Evidence of health effects of CBD, cannabis
When it comes to actual evidence of clinical benefit, “I can tell you there’s lacking data for the majority of what we’re being asked every day in our practices,” Dr. Troum said.
The greatest evidence for the health benefits of cannabinoids appears to be for chronic pain, according to a 2017 report from the National Academies of Sciences, Engineering, and Medicine. Within rheumatology, a position statement released by the Canadian Rheumatology Association in 2019 found insufficient evidence to recommend cannabinoids for use in fibromyalgia, osteoarthritis, RA, or back pain, but acknowledged medical cannabis may relieve symptoms based on evidence from other conditions.
There is some preliminary evidence that cannabis can be used as a substitute for opioids when treating chronic pain, to improve symptoms of fibromyalgia and inflammatory bowel disease, and although a trial of patients with Crohn’s disease failed its primary outcome of disease remission, 10 of 11 patients who smoked cigarettes with THC saw significant improvements in clinical outcomes (P = .028).
In RA, “clinical research focusing on the cannabinoids’ disease-modifying qualities is still lacking,” Dr. Troum said, although an active randomized, controlled trial led by researchers at the University of California, Los Angeles, is testing patients for clinical response to CBD. A separate randomized, double-blind, placebo-controlled trial in Denmark is evaluating whether CBD, followed by open-label add-on of THC, improves chronic pain for patients with RA or ankylosing spondylitis.
The lack of data in this area largely has to do with how cannabis is regulated at the federal level and the differing regulations between U.S. states. “There’s a lot of hurdles you have to go through, and therefore, I think, really has decreased the availability of good studies,” he said.
Overarching principles for medical cannabis in rheumatology
For the rheumatologist counseling a patient who either is self-medicating or wants to start using medical cannabis, the Canadian Rheumatology Association created overarching principles as part of their position statement to guide decision-making for clinicians.
First, clinicians should know that cannabis shouldn’t be used as an alternative treatment for standard of care in rheumatology, and the CRA noted that patients aged under 25 years should not use cannabis. CRA also recommended that clinicians try currently available treatment strategies for common reasons patients seek to use medical cannabis, such as pain relief or a sleep aid, before attempting to use medical cannabis. The CRA noted long-term effects of medical cannabis are not known for patients with rheumatic diseases.
In an interview, Arthur Kavanaugh, MD, professor of medicine at the University of California, San Diego, and director of RWCS, said that CBD and cannabis “come up quite frequently” at his clinic. “Many patients have already tried CBD, especially the topical formulation, prior to discussing it with me. In general, I do not dissuade patients from trying CBD, especially topical.”

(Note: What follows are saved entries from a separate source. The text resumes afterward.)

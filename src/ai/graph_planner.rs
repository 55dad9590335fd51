//! Hard tier: economic target selection over shortest paths
//!
//! Each replan ranks the courier's job stops by
//! `payout × priority / (path_cost + 1)`, walks the cheapest path to the
//! winner and caches the remaining steps. Cached steps are replayed until
//! the target is reached or the world invalidates them.

use std::collections::VecDeque;

use crate::ai::config::GraphConfig;
use crate::ai::graph::{BuildStamp, CityGraph, ShortestPaths};
use crate::ai::{AiRng, DecisionContext, MovePlanner};
use crate::core::types::{Position, Step};
use crate::jobs::JobView;

/// Steps still to walk towards a target
#[derive(Debug, Clone, PartialEq)]
pub struct CachedPath {
    pub target: Position,
    pub steps: VecDeque<Step>,
    /// Where the courier must stand for the next step to make sense
    pub expected_from: Position,
}

impl CachedPath {
    /// Tile the remaining steps end on
    pub fn end(&self) -> Position {
        self.steps
            .iter()
            .fold(self.expected_from, |pos, step| pos.offset(*step))
    }
}

/// Why a job stop is worth visiting
#[derive(Debug, Clone, Copy, PartialEq, Eq)]
pub enum TargetKind {
    Delivery,
    Pickup,
}

/// A candidate destination drawn from the courier's jobs
#[derive(Debug, Clone, PartialEq)]
pub struct TargetCandidate {
    pub position: Position,
    pub payout: f32,
    pub priority: f32,
    pub kind: TargetKind,
}

impl TargetCandidate {
    /// Ranking score given the path cost to reach it
    pub fn score(&self, path_cost: f32) -> f32 {
        self.payout * self.priority / (path_cost + 1.0)
    }
}

/// Dropoffs of picked-up jobs, then pickups of accepted ones
pub fn collect_targets(jobs: &dyn JobView, config: &GraphConfig) -> Vec<TargetCandidate> {
    let accepted = jobs.accepted_jobs();
    let deliveries = accepted
        .iter()
        .filter(|job| job.is_picked_up())
        .map(|job| TargetCandidate {
            position: job.dropoff,
            payout: job.payout,
            priority: config.delivery_priority,
            kind: TargetKind::Delivery,
        });
    let pickups = accepted
        .iter()
        .filter(|job| !job.is_picked_up())
        .map(|job| TargetCandidate {
            position: job.pickup,
            payout: job.payout,
            priority: config.pickup_priority,
            kind: TargetKind::Pickup,
        });
    deliveries.chain(pickups).collect()
}

/// Best reachable candidate and its score; earlier candidates win ties
pub fn rank_targets<'c>(
    candidates: &'c [TargetCandidate],
    paths: &ShortestPaths,
) -> Option<(&'c TargetCandidate, f32)> {
    let mut best: Option<(&TargetCandidate, f32)> = None;
    for candidate in candidates {
        let Some(cost) = paths.cost_to(candidate.position) else {
            continue;
        };
        let score = candidate.score(cost);
        if best.map_or(true, |(_, top)| score > top) {
            best = Some((candidate, score));
        }
    }
    best
}

#[derive(Debug, Clone)]
pub struct GraphPlanner {
    config: GraphConfig,
    graph: Option<CityGraph>,
    stale: bool,
    cache: Option<CachedPath>,
    rebuilds: u64,
}

impl GraphPlanner {
    pub fn new(config: GraphConfig) -> Self {
        Self {
            config,
            graph: None,
            stale: true,
            cache: None,
            rebuilds: 0,
        }
    }

    pub fn graph(&self) -> Option<&CityGraph> {
        self.graph.as_ref()
    }

    pub fn cached_path(&self) -> Option<&CachedPath> {
        self.cache.as_ref()
    }

    pub fn target(&self) -> Option<Position> {
        self.cache.as_ref().map(|cache| cache.target)
    }

    /// How many times the graph has been built
    pub fn rebuilds(&self) -> u64 {
        self.rebuilds
    }

    /// Force a rebuild on the next evaluation
    pub fn mark_stale(&mut self) {
        self.stale = true;
    }

    pub fn clear_cache(&mut self) {
        self.cache = None;
    }

    fn ensure_graph(&mut self, ctx: &DecisionContext<'_>) -> &CityGraph {
        let stamp = BuildStamp::of(ctx.world, ctx.weather_multiplier());
        let epsilon = self.config.weather_rebuild_epsilon;
        let graph = match self.graph.take() {
            Some(graph) if !self.stale && graph.stamp().matches(&stamp, epsilon) => graph,
            _ => {
                let graph = CityGraph::build(ctx.world, stamp.weather_multiplier, &self.config);
                tracing::debug!(
                    "Built city graph: {} nodes, {} edges (weather x{:.2})",
                    graph.node_count(),
                    graph.edge_count(),
                    stamp.weather_multiplier
                );
                self.stale = false;
                self.rebuilds += 1;
                graph
            }
        };
        self.graph.insert(graph)
    }

    /// Replay the cache if it still applies
    fn follow_cache(&mut self, ctx: &DecisionContext<'_>, position: Position) -> Option<Step> {
        let target = self.cache.as_ref()?.target;
        let still_wanted = ctx.jobs.is_some_and(|jobs| {
            collect_targets(jobs, &self.config)
                .iter()
                .any(|candidate| candidate.position == target)
        });
        if !still_wanted {
            tracing::debug!("Target {} no longer belongs to any job, replanning", target);
            self.cache = None;
            return None;
        }

        let cache = self.cache.as_mut()?;
        if position == cache.target {
            tracing::debug!("Reached target {}", cache.target);
            self.cache = None;
            return None;
        }
        if position != cache.expected_from {
            tracing::debug!(
                "Courier at {} but path continues from {}, replanning",
                position,
                cache.expected_from
            );
            self.cache = None;
            return None;
        }

        match cache.steps.pop_front() {
            Some(step) if ctx.world.is_valid_step(position, step) => {
                cache.expected_from = position.offset(step);
                Some(step)
            }
            Some(step) => {
                tracing::debug!(
                    "Cached step {:?} from {} is blocked, discarding path",
                    step,
                    position
                );
                self.cache = None;
                None
            }
            None => {
                self.cache = None;
                None
            }
        }
    }

    fn replan(&mut self, ctx: &DecisionContext<'_>, position: Position) -> Step {
        let Some(jobs) = ctx.jobs else {
            return Step::Stay;
        };
        let candidates = collect_targets(jobs, &self.config);
        if candidates.is_empty() {
            return Step::Stay;
        }

        let graph = self.ensure_graph(ctx);
        let paths = graph.dijkstra(position);
        let Some((target, score)) = rank_targets(&candidates, &paths) else {
            tracing::debug!("No reachable target from {}", position);
            return Step::Stay;
        };
        let target = target.clone();

        let Some(path) = paths.path_to(target.position) else {
            return Step::Stay;
        };
        if path.len() < 2 {
            return Step::Stay;
        }

        let mut steps: VecDeque<Step> = path
            .windows(2)
            .filter_map(|pair| pair[0].step_to(&pair[1]))
            .collect();
        let Some(first) = steps.pop_front() else {
            return Step::Stay;
        };

        if !ctx.world.is_valid_step(position, first) {
            // Cheapest route starts through an obstacle; wait for the next tick
            tracing::debug!("Path to {} starts blocked at {}", target.position, position);
            return Step::Stay;
        }

        tracing::debug!(
            "Heading for {:?} at {} (score {:.2}, {} steps)",
            target.kind,
            target.position,
            score,
            path.len() - 1
        );
        self.cache = Some(CachedPath {
            target: target.position,
            steps,
            expected_from: position.offset(first),
        });
        first
    }
}

impl MovePlanner for GraphPlanner {
    fn plan(&mut self, ctx: &DecisionContext<'_>, _rng: &mut AiRng) -> Step {
        if ctx.agent.is_exhausted() {
            return Step::Stay;
        }

        self.ensure_graph(ctx);
        let position = ctx.agent.position();

        if let Some(step) = self.follow_cache(ctx, position) {
            return step;
        }
        self.replan(ctx, position)
    }

    fn reset(&mut self) {
        self.cache = None;
    }

    fn name(&self) -> &'static str {
        "graph"
    }
}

Typically, he said his practice situation gives him access to a counselor from the anesthesia department with “significant expertise” in dosing and formulations. “It would be great if there were proper controlled trials of specific formulations to allow us to have real scientific data that may help the patients make optimal choices.”
One issue that is brought up by patients is cost. “These preparations can be relatively expensive,” Dr. Kavanaugh said, but noted that this is also a consideration when patients decide to use any therapy.
Dr. Troum reported having financial relationships with eight pharmaceutical companies.